Plagiarism 2.0: Information Ethics in the Digital Age


Add to Cart

For a generation raised on the ideology of “open source” and the ability to quickly cut and paste, the concept of plagiarism may seem foreign or passé. And that, of course, can lead to trouble. This video examines the behaviors that constitute plagiarism, their consequences, and the best ways to avoid them.

Showing how accidental copying as well as willful plagiarism can occur, the program lays out the dangers of cheating, then illustrates the pitfalls of nonattribution and patch writing while showing how to properly attribute and paraphrase a lengthy quotation. Copyright, trademark, and intellectual property concepts are clearly discussed, in addition to potential sources of noncopyrighted material. Common citation formats (APA, MLA, Bluebook, etc.) are listed along with the suggestion that the student confer with his or her instructor about them.

Video Segments

1. Plagiarism Using someone else's words without crediting the source is plagiarism. Writing on the Internet is so prolific that many people think it's free for the taking. Viewers learn about different types of plagiarism.

2. Avoiding Plagiarism The pressure to succeed can drive a person to cheat in order to get higher grades or even a promotion at work. Solutions to plagiarism include paraphrasing (examples provided) and quotes. Procrastination leads to desperation and often to plagiarism.

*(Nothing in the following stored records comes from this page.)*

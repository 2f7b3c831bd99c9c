// SPDX-License-Identifier: BUSL-1.1
// Copyright (c) 2026 Alfred Jean LLC

// Allow panic!/unwrap/expect in test code
#![cfg_attr(test, allow(clippy::panic))]
#![cfg_attr(test, allow(clippy::unwrap_used))]
#![cfg_attr(test, allow(clippy::expect_used))]

//! linger-core: building blocks for delaying process shutdown
//!
//! This crate provides:
//! - [`ExitAction`], the zero-argument async action run at exit
//! - [`ActiveCount`], an in-flight work counter with a bounded wait for idle
//! - Configuration for drain timings and interception delay

pub mod action;
pub mod active;
pub mod config;

pub use action::{run_isolated, shared, ExitAction, SharedAction};
pub use active::{ActiveCount, ActiveGuard, WaitOutcome, WaitUntilIdle};
pub use config::{ConfigError, DrainConfig, ShutdownConfig};
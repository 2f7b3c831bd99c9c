// SPDX-License-Identifier: BUSL-1.1
// Copyright (c) 2026 Alfred Jean LLC

//! Connection handling.

use linger_core::ActiveGuard;
use thiserror::Error;
use tokio::io::{AsyncBufReadExt, AsyncRead, AsyncWrite, AsyncWriteExt, BufReader};
use tracing::debug;

/// Echo lines back to the client until it disconnects.
///
/// The guard keeps the connection counted as active for its whole lifetime.
pub async fn handle_connection<S>(stream: S, _active: ActiveGuard) -> Result<u64, ServerError>
where
    S: AsyncRead + AsyncWrite + Unpin,
{
    let (reader, mut writer) = tokio::io::split(stream);
    let mut lines = BufReader::new(reader).lines();

    let mut echoed = 0;
    while let Some(line) = lines.next_line().await? {
        writer.write_all(line.as_bytes()).await?;
        writer.write_all(b"\n").await?;
        writer.flush().await?;
        echoed += 1;
    }

    debug!(echoed, "client disconnected");
    Ok(echoed)
}

/// Errors from connection handling
#[derive(Debug, Error)]
pub enum ServerError {
    #[error("IO error: {0}")]
    Io(#[from] std::io::Error),
}

#[cfg(test)]
#[path = "server_tests.rs"]
mod tests;
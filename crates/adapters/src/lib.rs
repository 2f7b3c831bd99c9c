// SPDX-License-Identifier: BUSL-1.1
// Copyright (c) 2026 Alfred Jean LLC

// Allow panic!/unwrap/expect in test code
#![cfg_attr(test, allow(clippy::panic))]
#![cfg_attr(test, allow(clippy::unwrap_used))]
#![cfg_attr(test, allow(clippy::expect_used))]
// Enable coverage(off) attribute for excluding test infrastructure
#![cfg_attr(coverage_nightly, feature(coverage_attribute))]

//! Adapters over the host's exit hook facility

pub mod hooks;
pub mod traced;

pub use hooks::{
    run_hooks, ExitHooks, HookHandle, HookId, HookRegistry, RegistryError, RunSummary,
};
pub use traced::TracedHookRegistry;

// Test support - only compiled for tests or when explicitly requested
#[cfg(any(test, feature = "test-support"))]
pub use hooks::{FakeHookRegistry, RegistryCall};
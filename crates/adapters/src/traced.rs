// SPDX-License-Identifier: BUSL-1.1
// Copyright (c) 2026 Alfred Jean LLC

//! Traced registry wrapper for consistent observability

use crate::hooks::{HookHandle, HookRegistry, RegistryError};
use linger_core::SharedAction;

/// Wrapper that adds tracing to any HookRegistry
#[derive(Clone)]
pub struct TracedHookRegistry<R> {
    inner: R,
}

impl<R> TracedHookRegistry<R> {
    pub fn new(inner: R) -> Self {
        Self { inner }
    }
}

impl<R: HookRegistry> HookRegistry for TracedHookRegistry<R> {
    fn list(&self) -> Result<Vec<HookHandle>, RegistryError> {
        let result = self.inner.list();
        match &result {
            Ok(hooks) => tracing::debug!(count = hooks.len(), "listed exit hooks"),
            Err(e) => tracing::error!(error = %e, "list exit hooks failed"),
        }
        result
    }

    fn remove(&self, hook: &HookHandle) -> Result<bool, RegistryError> {
        let span = tracing::info_span!("hooks.remove", id = %hook.id());
        let _guard = span.enter();

        let result = self.inner.remove(hook);
        // Not found is fine: the hook may have been removed by its owner
        match &result {
            Ok(true) => tracing::debug!("removed"),
            Ok(false) => tracing::debug!("not registered"),
            Err(e) => tracing::warn!(error = %e, "remove failed"),
        }
        result
    }

    fn add(&self, action: SharedAction) -> Result<HookHandle, RegistryError> {
        let result = self.inner.add(action);
        match &result {
            Ok(hook) => tracing::debug!(id = %hook.id(), "exit hook added"),
            Err(e) => tracing::error!(error = %e, "add exit hook failed"),
        }
        result
    }
}

#[cfg(test)]
#[path = "traced_tests.rs"]
mod tests;
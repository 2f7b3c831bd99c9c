// SPDX-License-Identifier: BUSL-1.1
// Copyright (c) 2026 Alfred Jean LLC

// Allow panic!/unwrap/expect in test code
#![cfg_attr(test, allow(clippy::panic))]
#![cfg_attr(test, allow(clippy::unwrap_used))]
#![cfg_attr(test, allow(clippy::expect_used))]

//! Shutdown delay engine: intercepts exit hooks and runs them after a drain

mod coordinator;
mod error;

pub use coordinator::{CoordinatorState, ShutdownDelay};
pub use error::CoordinatorError;
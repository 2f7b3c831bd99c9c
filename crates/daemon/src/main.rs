// SPDX-License-Identifier: BUSL-1.1
// Copyright (c) 2026 Alfred Jean LLC

//! Linger Daemon (lingerd)
//!
//! Echo server that drains in-flight connections before running its exit
//! hooks on SIGTERM/SIGINT.

use std::path::PathBuf;
use std::sync::atomic::Ordering;

use linger_daemon::lifecycle::{self, Config, LifecycleError};
use linger_daemon::server;
use tokio::signal::unix::{signal, SignalKind};
use tracing::{error, info};

#[tokio::main]
async fn main() -> Result<(), Box<dyn std::error::Error>> {
    // Parse arguments
    let args: Vec<String> = std::env::args().collect();
    let config_path = args.get(1).map(PathBuf::from);

    // Load configuration
    let config = Config::load(config_path.as_deref())?;

    // Set up logging
    let _log_guard = setup_logging(&config)?;

    // Start daemon
    let daemon = match lifecycle::startup(&config).await {
        Ok(d) => d,
        Err(e) => {
            error!("Failed to start daemon: {}", e);
            return Err(e.into());
        }
    };

    // Set up signal handlers
    let mut sigterm = signal(SignalKind::terminate())?;
    let mut sigint = signal(SignalKind::interrupt())?;

    let addr = daemon.local_addr()?;
    info!("Daemon ready, listening on {}", addr);

    // Signal ready for parent process
    println!("READY {}", addr);

    // Main event loop
    loop {
        tokio::select! {
            // Accept client connections
            result = daemon.listener.accept() => {
                match result {
                    Ok((stream, peer)) => {
                        daemon.connections.fetch_add(1, Ordering::SeqCst);
                        let active = daemon.active.enter();
                        tokio::spawn(async move {
                            if let Err(e) = server::handle_connection(stream, active).await {
                                error!("Error handling connection from {}: {}", peer, e);
                            }
                        });
                    }
                    Err(e) => {
                        error!("Error accepting connection: {}", e);
                    }
                }
            }

            // Graceful shutdown on SIGTERM
            _ = sigterm.recv() => {
                info!("Received SIGTERM, shutting down...");
                break;
            }

            // Graceful shutdown on SIGINT
            _ = sigint.recv() => {
                info!("Received SIGINT, shutting down...");
                break;
            }
        }
    }

    // Stop accepting; connections already in flight keep running while the
    // exit hooks wait for them
    let ran = daemon.shutdown().await;

    info!(ran, "Daemon stopped");
    println!("Daemon stopped");
    Ok(())
}

fn setup_logging(
    config: &Config,
) -> Result<Option<tracing_appender::non_blocking::WorkerGuard>, LifecycleError> {
    use tracing_subscriber::{fmt, prelude::*, EnvFilter};

    let filter = EnvFilter::try_from_default_env().unwrap_or_else(|_| EnvFilter::new("info"));

    let Some(log_path) = &config.shutdown.log_path else {
        tracing_subscriber::registry()
            .with(filter)
            .with(fmt::layer().with_writer(std::io::stderr))
            .init();
        return Ok(None);
    };

    // Create log directory if needed
    let dir = log_path.parent().ok_or(LifecycleError::NoLogDir)?;
    std::fs::create_dir_all(dir)?;

    // Set up file appender
    let file_appender = tracing_appender::rolling::never(
        dir,
        log_path.file_name().ok_or(LifecycleError::NoLogDir)?,
    );
    let (non_blocking, guard) = tracing_appender::non_blocking(file_appender);

    tracing_subscriber::registry()
        .with(filter)
        .with(fmt::layer().with_writer(non_blocking))
        .init();

    Ok(Some(guard))
}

3. Protected Content: Copyright and Fair Use Copyright is a form of protection on original created content. Registration of copyright is very important. Once copyright expires, the material becomes part of the public domain. A trademark indicates the provider of a product and to distinguish it from other products.

4. Protected Content: Fair Use Using material that is copyright protected is allowed under circumstances called fair use. Rules for fair use are broad for students.

5. Preventing Plagiarism Preventing plagiarism is the responsibility of teachers and students. Citing sources usually follows one of three established formats: APA, MLA, and Chicago Manual of Style. Citations are included in the text itself and on the references or works cited page(s).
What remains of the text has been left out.